SALSA: Self-Adjusting Lean Streaming Analytics
Ran Ben Basat, Gil Einziger, Michael Mitzenmacher, Shay Vargaftik

TL;DR
SALSA is a novel method for dynamically resizing counters in data sketching schemes, merging overflowing counters with neighbors to improve accuracy without increasing space, demonstrated on Count-Min Sketch and Count Sketch.
Contribution
SALSA introduces a simple, general approach for dynamic counter resizing in streaming analytics, enhancing accuracy of existing sketching methods.
Findings
Significantly improves accuracy of Count-Min Sketch and Count Sketch.
Allows more counters within the same space by resizing and merging.
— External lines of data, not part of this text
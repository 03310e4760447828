// SPDX-License-Identifier: BUSL-1.1
// Copyright (c) 2026 Alfred Jean LLC

//! Worker entity.

use crate::ids::{ContainerId, ProviderWorkerId, RepoId, WorkerName};
use chrono::{DateTime, Utc};
use serde::{Deserialize, Serialize};
use std::time::Instant;

/// Whether a worker is the one always-on worker for a repository, or an
/// ephemeral worker spawned to absorb saturation.
#[derive(Debug, Clone, Copy, PartialEq, Eq, Serialize, Deserialize)]
pub enum WorkerKind {
    Dedicated,
    Dynamic,
}

impl WorkerKind {
    /// `kind=Dedicated ⇒ ephemeral=false`; `kind=Dynamic ⇒ ephemeral=true`.
    pub fn is_ephemeral(self) -> bool {
        matches!(self, WorkerKind::Dynamic)
    }

    pub fn label_value(self) -> &'static str {
        match self {
            WorkerKind::Dedicated => "dedicated",
            WorkerKind::Dynamic => "dynamic",
        }
    }
}

/// Locally-observed container health for a worker.
#[derive(Debug, Clone, Copy, PartialEq, Eq, Serialize, Deserialize)]
pub enum Health {
    Healthy,
    Unhealthy,
    Unknown,
}

/// A worker container registered (or registering) with the Provider.
#[derive(Debug, Clone)]
pub struct Worker {
    pub name: WorkerName,
    pub kind: WorkerKind,
    pub repo_id: RepoId,
    pub container_id: ContainerId,
    pub created_at: Instant,
    pub last_activity_at: Instant,
    pub health: Health,
    pub busy: bool,
    pub provider_id: Option<ProviderWorkerId>,
    pub token_expires_at: Option<DateTime<Utc>>,
}

impl Worker {
    pub fn new(
        name: WorkerName,
        kind: WorkerKind,
        repo_id: RepoId,
        container_id: ContainerId,
        now: Instant,
    ) -> Self {
        Self {
            name,
            kind,
            repo_id,
            container_id,
            created_at: now,
            last_activity_at: now,
            health: Health::Unknown,
            busy: false,
            provider_id: None,
            token_expires_at: None,
        }
    }

    /// A worker counts toward saturation / idle-cleanup only while it is
    /// `Healthy` and has a running container.
    pub fn is_available(&self) -> bool {
        self.health == Health::Healthy
    }
}

#[cfg(test)]
mod tests {
    use super::*;

    #[test]
    fn dedicated_is_never_ephemeral() {
        assert!(!WorkerKind::Dedicated.is_ephemeral());
        assert!(WorkerKind::Dynamic.is_ephemeral());
    }
}
// SPDX-License-Identifier: BUSL-1.1
// Copyright (c) 2026 Alfred Jean LLC

//! ContainerEngine: the local container runtime that creates, starts, and
//! observes worker containers.

mod kubernetes;

#[cfg(any(test, feature = "test-support"))]
mod fake;

pub use kubernetes::KubernetesEngine;

#[cfg(any(test, feature = "test-support"))]
pub use fake::FakeContainerEngine;

use crate::error::ContainerEngineError;
use async_trait::async_trait;
use chrono::{DateTime, Utc};
use fleet_core::{ContainerId, RepoId, WorkerKind, WorkerName};
use std::collections::HashMap;
use std::time::Duration;

/// Stable labels attached to every worker container.
#[derive(Debug, Clone)]
pub struct ContainerLabels {
    pub kind: WorkerKind,
    pub repo_id: RepoId,
    pub created_at: DateTime<Utc>,
    pub token_expires_at: Option<DateTime<Utc>>,
}

impl ContainerLabels {
    /// Renders as the `orchestrator.*` label map.
    pub fn to_map(&self) -> HashMap<String, String> {
        let mut map = HashMap::new();
        map.insert("orchestrator.kind".to_string(), self.kind.label_value().to_string());
        map.insert("orchestrator.repo".to_string(), self.repo_id.to_string());
        map.insert("orchestrator.createdAt".to_string(), self.created_at.to_rfc3339());
        if let Some(exp) = self.token_expires_at {
            map.insert("orchestrator.tokenExpiresAt".to_string(), exp.to_rfc3339());
        }
        map
    }
}

/// Deterministic worker name: `orchestrator-{kind}-{repoSlug}[-{timestamp}]`.
pub fn worker_name(kind: WorkerKind, repo_slug: &str, timestamp: Option<i64>) -> WorkerName {
    match (kind, timestamp) {
        (WorkerKind::Dedicated, None) => {
            WorkerName::new(format!("orchestrator-dedicated-{repo_slug}"))
        }
        (_, Some(ts)) => WorkerName::new(format!(
            "orchestrator-{}-{repo_slug}-{ts}",
            kind.label_value()
        )),
        (WorkerKind::Dynamic, None) => {
            WorkerName::new(format!("orchestrator-dynamic-{repo_slug}"))
        }
    }
}

/// A container to be created, not yet started.
#[derive(Debug, Clone)]
pub struct ContainerSpec {
    pub name: WorkerName,
    pub image: String,
    pub registration_token: String,
    pub labels: ContainerLabels,
    pub env: Vec<(String, String)>,
}

#[derive(Debug, Clone)]
pub struct ContainerInspection {
    pub running: bool,
    pub restart_count: u32,
    pub created_at: DateTime<Utc>,
    pub exit_code: Option<i32>,
}

#[derive(Debug, Clone)]
pub struct ContainerSummary {
    pub id: ContainerId,
    pub name: WorkerName,
    pub labels: HashMap<String, String>,
}

#[derive(Debug, Clone, Copy)]
pub struct ContainerStats {
    pub cpu_usage_percent: f64,
    pub memory_usage_percent: f64,
}

/// The local container runtime consumed by `LifecycleReconciler` and
/// `PerRepoController`. Implementations must be safe for concurrent use.
#[async_trait]
pub trait ContainerEngine: Send + Sync {
    async fn create_container(
        &self,
        spec: ContainerSpec,
    ) -> Result<ContainerId, ContainerEngineError>;

    async fn start_container(&self, id: &ContainerId) -> Result<(), ContainerEngineError>;

    async fn stop_container(
        &self,
        id: &ContainerId,
        grace: Duration,
    ) -> Result<(), ContainerEngineError>;

    async fn remove_container(&self, id: &ContainerId) -> Result<(), ContainerEngineError>;

    async fn inspect_container(
        &self,
        id: &ContainerId,
    ) -> Result<ContainerInspection, ContainerEngineError>;

    async fn list_containers(
        &self,
        label_filter: &HashMap<String, String>,
    ) -> Result<Vec<ContainerSummary>, ContainerEngineError>;

    async fn container_logs(
        &self,
        id: &ContainerId,
        tail_lines: usize,
    ) -> Result<Vec<u8>, ContainerEngineError>;

    async fn container_stats(
        &self,
        id: &ContainerId,
    ) -> Result<ContainerStats, ContainerEngineError>;
}

#[cfg(test)]
mod tests {
    use super::*;

    #[test]
    fn dedicated_worker_name_has_no_timestamp_suffix() {
        let name = worker_name(WorkerKind::Dedicated, "acme-widgets", None);
        assert_eq!(name.as_str(), "orchestrator-dedicated-acme-widgets");
    }

    #[test]
    fn dynamic_worker_name_gets_timestamp_suffix() {
        let name = worker_name(WorkerKind::Dynamic, "acme-widgets", Some(1_700_000_000));
        assert_eq!(name.as_str(), "orchestrator-dynamic-acme-widgets-1700000000");
    }

    #[test]
    fn labels_omit_token_expiry_when_absent() {
        let labels = ContainerLabels {
            kind: WorkerKind::Dynamic,
            repo_id: RepoId::new("acme/widgets"),
            created_at: Utc::now(),
            token_expires_at: None,
        };
        assert!(!labels.to_map().contains_key("orchestrator.tokenExpiresAt"));
    }
}
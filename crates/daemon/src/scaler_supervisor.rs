// SPDX-License-Identifier: BUSL-1.1
// Copyright (c) 2026 Alfred Jean LLC

//! ScalerSupervisor: top-level orchestrator. Owns one [`PerRepoController`]
//! per configured repository, the [`LeaderElector`], the [`TokenBroker`],
//! and the [`LifecycleReconciler`]; drives the monitor and cleanup tickers
//! and gates every mutating action behind current leadership.

use std::collections::HashMap;
use std::sync::atomic::{AtomicBool, Ordering};
use std::sync::Arc;
use std::time::Duration;

use fleet_adapters::{ContainerEngine, CoordinationStore, Provider, ProviderError};
use fleet_core::{Clock, FleetError, HolderId, RepoId, Repository};
use fleet_wire::{RepoStatus, StatusSnapshot, WorkerStatus};
use tokio::task::JoinHandle;
use tokio_util::sync::CancellationToken;
use tracing::{info, warn};

use crate::env::Config;
use crate::events::EventBus;
use crate::leader_elector::LeaderElector;
use crate::lifecycle_reconciler::{LifecycleReconciler, TrackedWorker};
use crate::per_repo_controller::{BusyMap, PerRepoController};
use crate::token_broker::TokenBroker;

pub struct ScalerSupervisor<E, P, S, C>
where
    E: ContainerEngine + 'static,
    P: Provider + 'static,
    S: CoordinationStore + 'static,
    C: Clock,
{
    config: Config,
    provider: Arc<P>,
    clock: C,
    events: EventBus,
    holder_id: HolderId,
    leader: Arc<LeaderElector<S, C>>,
    token_broker: Arc<TokenBroker<P, C>>,
    reconciler: Arc<LifecycleReconciler<E, P>>,
    repos: HashMap<RepoId, PerRepoController>,
    scaling_in_progress: Arc<AtomicBool>,
    cancel: CancellationToken,
    tasks: Vec<JoinHandle<()>>,
}

impl<E, P, S, C> ScalerSupervisor<E, P, S, C>
where
    E: ContainerEngine + 'static,
    P: Provider + 'static,
    S: CoordinationStore + 'static,
    C: Clock,
{
    pub fn new(
        config: Config,
        engine: Arc<E>,
        provider: Arc<P>,
        store: Arc<S>,
        clock: C,
        holder_id: HolderId,
    ) -> Result<Self, FleetError> {
        let events = EventBus::new();
        let leader = Arc::new(LeaderElector::new(
            store,
            clock.clone(),
            events.clone(),
            holder_id.clone(),
            config.lease_ttl(),
            config.heartbeat_interval(),
            config.election_timeout(),
        ));
        let token_broker = Arc::new(TokenBroker::new(
            provider.clone(),
            clock.clone(),
            events.clone(),
            config.token_skew(),
        ));
        let reconciler = Arc::new(LifecycleReconciler::new(engine.clone(), provider.clone(), events.clone()));

        let repos = Self::parse_repositories(&config.repositories)?;
        let mut controllers = HashMap::new();
        for repo in repos {
            let broker = token_broker.clone();
            let token_getter = move |repo_id: &RepoId| {
                let broker = broker.clone();
                let repo_id = repo_id.clone();
                Box::pin(async move { broker.get_valid(&repo_id).await })
                    as std::pin::Pin<Box<dyn std::future::Future<Output = Result<fleet_core::Token, FleetError>> + Send>>
            };
            let controller = PerRepoController::spawn(
                repo.clone(),
                engine.clone(),
                provider.clone(),
                clock.clone(),
                events.clone(),
                config.max_dynamic_per_repo,
                config.idle_timeout(),
                config.worker_image.clone(),
                token_getter,
            );
            controllers.insert(repo.id.clone(), controller);
        }

        Ok(Self {
            config,
            provider,
            clock,
            events,
            holder_id,
            leader,
            token_broker,
            reconciler,
            repos: controllers,
            scaling_in_progress: Arc::new(AtomicBool::new(false)),
            cancel: CancellationToken::new(),
            tasks: Vec::new(),
        })
    }

    fn parse_repositories(raw: &str) -> Result<Vec<Repository>, FleetError> {
        raw.split(',')
            .map(str::trim)
            .filter(|s| !s.is_empty())
            .map(|entry| {
                let (owner, name) = entry
                    .split_once('/')
                    .ok_or_else(|| FleetError::ConfigInvalid(format!("malformed repository {entry:?}")))?;
                Ok(Repository::new(owner, name))
            })
            .collect()
    }

    pub fn events(&self) -> EventBus {
        self.events.clone()
    }

    /// Starts the leader-election task, the monitor/cleanup tickers, and
    /// runs the startup orphan reaper before the first tick.
    pub async fn start(&mut self) -> Result<(), FleetError> {
        self.reconciler.reap_orphans().await?;

        let leader_cancel = self.cancel.child_token();
        let leader = self.leader.clone();
        self.tasks.push(tokio::spawn(leader.run(leader_cancel)));

        for repo_id in self.repos.keys().cloned().collect::<Vec<_>>() {
            self.token_broker.start_refresher(repo_id, self.config.token_refresh_interval());
        }

        self.tasks.push(self.spawn_monitor_ticker());
        self.tasks.push(self.spawn_cleanup_ticker());
        self.tasks.push(self.spawn_health_ticker());

        info!(repos = self.repos.len(), "scaler supervisor started");
        Ok(())
    }

    fn spawn_monitor_ticker(&self) -> JoinHandle<()> {
        let cancel = self.cancel.child_token();
        let interval = self.config.monitor_interval();
        let leader = self.leader.clone();
        let provider = self.provider.clone();
        let repos = self.repos.clone();
        let reconciler = self.reconciler.clone();
        let token_broker = self.token_broker.clone();
        let scaling_in_progress = self.scaling_in_progress.clone();

        tokio::spawn(async move {
            loop {
                tokio::select! {
                    _ = cancel.cancelled() => return,
                    _ = tokio::time::sleep(interval) => {
                        if !leader.is_leader() {
                            continue;
                        }
                        if scaling_in_progress.swap(true, Ordering::SeqCst) {
                            warn!("monitor tick skipped: previous tick still in progress");
                            continue;
                        }
                        for (repo_id, controller) in repos.iter() {
                            if let Err(err) = monitor_one(repo_id, controller, &provider, &reconciler, &token_broker).await {
                                warn!(repo = %repo_id, %err, "monitor tick failed");
                            }
                        }
                        scaling_in_progress.store(false, Ordering::SeqCst);
                    }
                }
            }
        })
    }

    fn spawn_cleanup_ticker(&self) -> JoinHandle<()> {
        let cancel = self.cancel.child_token();
        let interval = self.config.cleanup_interval();
        let leader = self.leader.clone();
        let repos = self.repos.clone();

        tokio::spawn(async move {
            loop {
                tokio::select! {
                    _ = cancel.cancelled() => return,
                    _ = tokio::time::sleep(interval) => {
                        if !leader.is_leader() {
                            continue;
                        }
                        for (repo_id, controller) in repos.iter() {
                            if let Err(err) = controller.idle_cleanup().await {
                                warn!(repo = %repo_id, %err, "idle cleanup tick failed");
                            }
                        }
                    }
                }
            }
        })
    }

    fn spawn_health_ticker(&self) -> JoinHandle<()> {
        let cancel = self.cancel.child_token();
        let interval = self.config.monitor_interval();
        let reconciler = self.reconciler.clone();
        let repos = self.repos.clone();

        tokio::spawn(async move {
            loop {
                tokio::select! {
                    _ = cancel.cancelled() => return,
                    _ = tokio::time::sleep(interval) => {
                        for update in reconciler.health_tick().await {
                            if let Some(controller) = repos.get(&update.repo_id) {
                                controller.set_worker_health(update.name, update.health).await;
                            }
                        }
                    }
                }
            }
        })
    }

    /// Returns a read-only snapshot; never mutates anything, so it is safe
    /// to call regardless of leadership.
    pub async fn status(&self) -> StatusSnapshot {
        let mut repos = Vec::new();
        for (repo_id, controller) in self.repos.iter() {
            let Some(state) = controller.snapshot().await else { continue };
            repos.push(RepoStatus {
                repo_id: repo_id.to_string(),
                dedicated: state.dedicated.as_ref().map(worker_status),
                dynamic: state.dynamic.iter().map(worker_status).collect(),
                last_scale_at: state.last_scale_at.map(|_| self.clock.wall_now()),
            });
        }

        let is_leader = self.leader.is_leader();
        StatusSnapshot {
            leader_holder_id: is_leader.then(|| self.holder_id.to_string()),
            leader_term: self.leader.term(),
            is_leader,
            repos,
            generated_at: self.clock.wall_now(),
        }
    }

    /// Cancels all background tasks and waits up to `shutdown_timeout` for
    /// them to finish, then releases leadership if held.
    pub async fn stop(mut self) {
        self.cancel.cancel();
        self.token_broker.stop_all_refreshers();

        let deadline = self.config.shutdown_timeout();
        for task in self.tasks.drain(..) {
            let _ = tokio::time::timeout(deadline, task).await;
        }
        info!("scaler supervisor stopped");
    }
}

async fn monitor_one<E: ContainerEngine, P: Provider, C: Clock>(
    repo_id: &RepoId,
    controller: &PerRepoController,
    provider: &Arc<P>,
    reconciler: &Arc<LifecycleReconciler<E, P>>,
    token_broker: &Arc<TokenBroker<P, C>>,
) -> Result<(), FleetError> {
    controller.ensure_dedicated().await?;

    let workers = match provider.list_workers(repo_id).await {
        Ok(workers) => workers,
        Err(ProviderError::AuthExpired(_)) => {
            warn!(repo = %repo_id, "list_workers saw AuthExpired, forcing token refresh and retrying once");
            token_broker.force_refresh(repo_id).await?;
            provider.list_workers(repo_id).await?
        }
        Err(err) => return Err(err.into()),
    };
    let busy: BusyMap = workers.iter().map(|w| (w.name.clone(), w.busy)).collect();
    controller.evaluate_and_scale(busy).await?;

    if let Some(state) = controller.snapshot().await {
        for worker in state.all_workers() {
            reconciler.track(TrackedWorker {
                name: worker.name.clone(),
                repo_id: repo_id.clone(),
                container_id: worker.container_id.clone(),
                provider_id: worker.provider_id.clone(),
            });
        }
    }

    let outcome = reconciler.state_sync_tick(repo_id).await?;
    for name in outcome.removed {
        controller.handle_worker_removed(name).await;
    }
    for (old_name, new_name) in outcome.reregistered {
        controller.handle_worker_reregistered(old_name, new_name).await;
    }
    Ok(())
}

fn worker_status(worker: &fleet_core::Worker) -> WorkerStatus {
    WorkerStatus {
        name: worker.name.to_string(),
        kind: worker.kind,
        health: worker.health,
        busy: worker.busy,
        token_expires_at: worker.token_expires_at,
    }
}

#[cfg(test)]
mod tests {
    use super::*;
    use fleet_adapters::{FakeContainerEngine, FakeProvider, InMemoryCoordinationStore};
    use fleet_core::FakeClock;

    fn config() -> Config {
        let mut config = Config { repositories: "acme/widgets".to_string(), ..Config::default() };
        config.monitor_interval_seconds = 1;
        config.cleanup_interval_seconds = 1;
        config
    }

    #[tokio::test]
    async fn start_runs_orphan_reaper_and_elects_leader() {
        let engine = Arc::new(FakeContainerEngine::new());
        let provider = Arc::new(FakeProvider::new());
        let clock = FakeClock::new();
        let store = Arc::new(InMemoryCoordinationStore::new(clock.clone()));

        let mut supervisor = ScalerSupervisor::new(
            config(),
            engine,
            provider,
            store,
            clock,
            HolderId::new("instance-a"),
        )
        .unwrap();

        supervisor.start().await.unwrap();
        tokio::time::sleep(Duration::from_millis(200)).await;

        let status = supervisor.status().await;
        assert_eq!(status.repos.len(), 1);

        supervisor.stop().await;
    }

    #[test]
    fn parse_repositories_rejects_malformed_entries() {
        let err = ScalerSupervisor::<FakeContainerEngine, FakeProvider, InMemoryCoordinationStore<FakeClock>, FakeClock>::parse_repositories("not-a-repo")
            .unwrap_err();
        assert!(matches!(err, FleetError::ConfigInvalid(_)));
    }
}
Maintains low overhead with effective merging logic.
Abstract
Counters are the fundamental building block of many data sketching schemes, which hash items to a small number of counters and account for collisions to provide good approximations for frequencies and other measures. Most existing methods rely on fixed-size counters, which may be wasteful in terms of space, as counters must be large enough to eliminate any risk of overflow. Instead, some solutions use small, fixed-size counters that may overflow into secondary structures. This paper takes a different approach. We propose a simple and general method called SALSA for dynamic re-sizing of counters and show its effectiveness. SALSA starts with small counters, and overflowing counters simply merge with their neighbors. SALSA can thereby allow more counters for a given space, expanding them as necessary to represent large numbers. Our evaluation demonstrates that, at the cost of a small…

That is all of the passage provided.